There was no explanation why people would be allowed to come and go on planes or ferries, mass transit being hot spots with travelers moving around and hard to track and trace as sources of infections.
The Financial Mirror reported the second closing of non-essential businesses, after rising friction from beleaguered store owners finding it hard to cope already, could begin as soon as Jan. 10 and last through the end of the month.
The Cabinet will take its final decision Jan. 8, after President Nicos Anastasiades was briefed by his health advisors on the options available on how best to deal with the 10-month-long pandemic.
The COVID scientific advisory team met the Health Minister on Jan. 4, the site said, with the authorities leaning toward instructing people to stay at home once more although it wasn’t said if they would be allowed out for permissible missions.
In a lockdown in April, 2020
In the April lockdown, people could leave their homes once a day after receiving approval from the authorities through an SMS system on their mobile phones so they could get supplies and other reasons aimed at limiting circulation.
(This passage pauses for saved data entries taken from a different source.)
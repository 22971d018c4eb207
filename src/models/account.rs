//! Customer account model and per-kind transaction rules.
//!
//! This module defines:
//! - `AccountKind`: the three account products the bank offers
//! - `AccountVariant`: kind tag plus any per-kind policy state
//! - `Account`: a customer account with balance and outstanding loan

use std::fmt;
use std::str::FromStr;

use rust_decimal::Decimal;
use rust_decimal_macros::dec;
use serde::Serialize;

use crate::error::{BankError, BankResult};

/// Savings withdrawals must leave at least this much in the account.
pub const SAVINGS_MIN_BALANCE: Decimal = dec!(1000);

/// Largest single withdrawal a student account allows.
pub const STUDENT_MAX_WITHDRAWAL: Decimal = dec!(1000);

/// Minimum opening deposit for a fixed deposit account.
pub const FIXED_DEPOSIT_MIN_OPENING: Decimal = dec!(100000);

/// Minimum size of any later deposit into a fixed deposit account.
pub const FIXED_DEPOSIT_MIN_TOP_UP: Decimal = dec!(50000);

/// Account product offered by the bank.
#[derive(Debug, Clone, Copy, PartialEq, Eq, Hash, Serialize)]
#[serde(rename_all = "snake_case")]
pub enum AccountKind {
    Savings,
    Student,
    FixedDeposit,
}

impl AccountKind {
    pub const ALL: [AccountKind; 3] = [
        AccountKind::Savings,
        AccountKind::Student,
        AccountKind::FixedDeposit,
    ];

    /// Maximum outstanding loan principal for this kind.
    pub fn max_loan(self) -> Decimal {
        match self {
            AccountKind::Savings => dec!(10000),
            AccountKind::Student => dec!(1000),
            AccountKind::FixedDeposit => dec!(100000),
        }
    }

    /// Yearly interest rate (as a fraction) a new bank starts with.
    pub fn default_interest_rate(self) -> Decimal {
        match self {
            AccountKind::Savings => dec!(0.10),
            AccountKind::Student => dec!(0.05),
            AccountKind::FixedDeposit => dec!(0.15),
        }
    }

    /// Smallest deposit accepted when opening an account of this kind.
    pub fn min_opening_deposit(self) -> Decimal {
        match self {
            AccountKind::FixedDeposit => FIXED_DEPOSIT_MIN_OPENING,
            AccountKind::Savings | AccountKind::Student => Decimal::ZERO,
        }
    }

    /// Student accounts are exempt from the yearly service charge.
    pub fn pays_service_charge(self) -> bool {
        !matches!(self, AccountKind::Student)
    }
}

impl fmt::Display for AccountKind {
    fn fmt(&self, f: &mut fmt::Formatter<'_>) -> fmt::Result {
        let name = match self {
            AccountKind::Savings => "Savings",
            AccountKind::Student => "Student",
            AccountKind::FixedDeposit => "Fixed Deposit",
        };
        f.write_str(name)
    }
}

/// Parses kind names case-insensitively.
///
/// Accepts `savings`, `student`, and `fixed deposit` in any of the spellings
/// `fixed`, `fd`, `fixeddeposit`, `fixed_deposit`, `fixed-deposit`.
impl FromStr for AccountKind {
    type Err = BankError;

    fn from_str(s: &str) -> Result<Self, Self::Err> {
        let normalized: String = s
            .trim()
            .to_lowercase()
            .chars()
            .filter(|c| !matches!(c, ' ' | '_' | '-'))
            .collect();

        match normalized.as_str() {
            "savings" => Ok(AccountKind::Savings),
            "student" => Ok(AccountKind::Student),
            "fixeddeposit" | "fixed" | "fd" => Ok(AccountKind::FixedDeposit),
            _ => Err(BankError::UnknownAccountKind(s.trim().to_string())),
        }
    }
}

/// Kind tag plus the policy state that only one kind carries.
#[derive(Debug, Clone, PartialEq, Serialize)]
#[serde(tag = "kind", rename_all = "snake_case")]
pub enum AccountVariant {
    Savings,
    Student,
    /// `matured` gates withdrawals and is refreshed at every year-end.
    FixedDeposit { matured: bool },
}

impl AccountVariant {
    fn for_kind(kind: AccountKind) -> Self {
        match kind {
            AccountKind::Savings => AccountVariant::Savings,
            AccountKind::Student => AccountVariant::Student,
            AccountKind::FixedDeposit => AccountVariant::FixedDeposit { matured: true },
        }
    }

    pub fn kind(&self) -> AccountKind {
        match self {
            AccountVariant::Savings => AccountKind::Savings,
            AccountVariant::Student => AccountKind::Student,
            AccountVariant::FixedDeposit { .. } => AccountKind::FixedDeposit,
        }
    }
}

/// A customer account held in the bank.
///
/// # Identity
///
/// `holder` keeps the name as first typed; the bank indexes accounts by the
/// lower-cased holder name.
///
/// # Invariants
///
/// - `loan_amount` is never negative
/// - deposits and withdrawals that break the variant's rule leave `balance` untouched
#[derive(Debug, Clone, PartialEq, Serialize)]
pub struct Account {
    holder: String,
    balance: Decimal,
    loan_amount: Decimal,
    #[serde(flatten)]
    variant: AccountVariant,
}

impl Account {
    /// Open an account, enforcing the kind's minimum opening deposit.
    ///
    /// # Errors
    ///
    /// - `InvalidAmount`: opening deposit is negative
    /// - `InitialDepositTooLow`: fixed deposit opened with less than 100,000
    pub fn open(holder: &str, kind: AccountKind, initial_deposit: Decimal) -> BankResult<Self> {
        if initial_deposit < Decimal::ZERO {
            return Err(BankError::InvalidAmount(format!(
                "initial deposit cannot be negative: {initial_deposit}"
            )));
        }

        let required = kind.min_opening_deposit();
        if initial_deposit < required {
            return Err(BankError::InitialDepositTooLow {
                required,
                offered: initial_deposit,
            });
        }

        Ok(Self {
            holder: holder.to_string(),
            balance: initial_deposit,
            loan_amount: Decimal::ZERO,
            variant: AccountVariant::for_kind(kind),
        })
    }

    pub fn holder(&self) -> &str {
        &self.holder
    }

    pub fn balance(&self) -> Decimal {
        self.balance
    }

    pub fn loan_amount(&self) -> Decimal {
        self.loan_amount
    }

    pub fn kind(&self) -> AccountKind {
        self.variant.kind()
    }

    pub fn variant(&self) -> &AccountVariant {
        &self.variant
    }

    pub fn max_loan(&self) -> Decimal {
        self.kind().max_loan()
    }

    /// Whether a fixed deposit account may currently be withdrawn from.
    /// Always `false` for the other kinds, which have no maturity gate.
    pub fn is_mature(&self) -> bool {
        matches!(self.variant, AccountVariant::FixedDeposit { matured: true })
    }

    /// Apply the variant's deposit rule.
    ///
    /// Returns `Ok(false)` and leaves the balance unchanged when the rule
    /// declines.
    ///
    /// # Errors
    ///
    /// - `InvalidAmount`: the new balance would be out of range
    pub fn deposit(&mut self, amount: Decimal) -> BankResult<bool> {
        let accepted = match self.variant {
            AccountVariant::Savings | AccountVariant::Student => true,
            AccountVariant::FixedDeposit { .. } => amount >= FIXED_DEPOSIT_MIN_TOP_UP,
        };
        if !accepted {
            return Ok(false);
        }

        self.balance = self
            .balance
            .checked_add(amount)
            .ok_or_else(|| BankError::overflow("deposit"))?;
        Ok(true)
    }

    /// Apply the variant's withdrawal rule.
    ///
    /// Returns `Ok(false)` and leaves the balance unchanged when the rule
    /// declines.
    ///
    /// # Errors
    ///
    /// - `InvalidAmount`: the remaining balance would be out of range
    pub fn withdraw(&mut self, amount: Decimal) -> BankResult<bool> {
        let remaining = self
            .balance
            .checked_sub(amount)
            .ok_or_else(|| BankError::overflow("withdrawal"))?;
        let accepted = match self.variant {
            AccountVariant::Savings => remaining >= SAVINGS_MIN_BALANCE,
            AccountVariant::Student => {
                amount <= STUDENT_MAX_WITHDRAWAL && remaining >= Decimal::ZERO
            }
            AccountVariant::FixedDeposit { matured } => matured && remaining >= Decimal::ZERO,
        };

        if accepted {
            self.balance = remaining;
        }
        Ok(accepted)
    }

    /// Whether `amount` more principal stays within the loan ceiling.
    pub fn can_borrow(&self, amount: Decimal) -> bool {
        self.loan_amount
            .checked_add(amount)
            .is_some_and(|total| total <= self.max_loan())
    }

    /// Disburse an approved loan into the account. Both balance and loan
    /// amount change, or neither does.
    pub(crate) fn disburse_loan(&mut self, amount: Decimal) -> BankResult<()> {
        let loan_amount = self
            .loan_amount
            .checked_add(amount)
            .ok_or_else(|| BankError::overflow("loan amount"))?;
        let balance = self
            .balance
            .checked_add(amount)
            .ok_or_else(|| BankError::overflow("loan disbursement"))?;

        self.loan_amount = loan_amount;
        self.balance = balance;
        Ok(())
    }

    pub(crate) fn credit(&mut self, amount: Decimal) -> BankResult<()> {
        self.balance = self
            .balance
            .checked_add(amount)
            .ok_or_else(|| BankError::overflow("interest credit"))?;
        Ok(())
    }

    /// Debit a charge, flooring the balance at zero. Whatever the balance
    /// cannot cover is added to the outstanding loan. Returns that shortfall.
    pub(crate) fn charge(&mut self, amount: Decimal) -> BankResult<Decimal> {
        if self.balance >= amount {
            self.balance -= amount;
            return Ok(Decimal::ZERO);
        }

        let shortfall = amount - self.balance;
        self.loan_amount = self
            .loan_amount
            .checked_add(shortfall)
            .ok_or_else(|| BankError::overflow("loan amount"))?;
        self.balance = Decimal::ZERO;
        Ok(shortfall)
    }

    /// Mark a fixed deposit account as mature. No effect on other kinds.
    pub(crate) fn mature(&mut self) {
        if let AccountVariant::FixedDeposit { matured } = &mut self.variant {
            *matured = true;
        }
    }

    #[cfg(test)]
    pub(crate) fn set_matured(&mut self, value: bool) {
        if let AccountVariant::FixedDeposit { matured } = &mut self.variant {
            *matured = value;
        }
    }
}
The four new deaths, counting 13 so far in January and 138 to date, included three men aged 76 to 79, all with underlying health issues, but also a 69-year-old man with no previous health issues, coming off a December that saw 76 deaths.
The new lockdown measures could see all retail shops closing down, as well as private sector businesses and public service enterprises such as hairdressers, barber shops, beauty and nail salons.
Only essential services will be allowed to operate, including food chain enterprises, supermarkets, bakeries, confectioners, fruit markets and kiosks, with strict health regulations in place, the report added.
The construction sector will be allowed to work, as well as private sector businesses that do not serve the public but students at all levels will be taught remotely, except for kindergartens that would be open.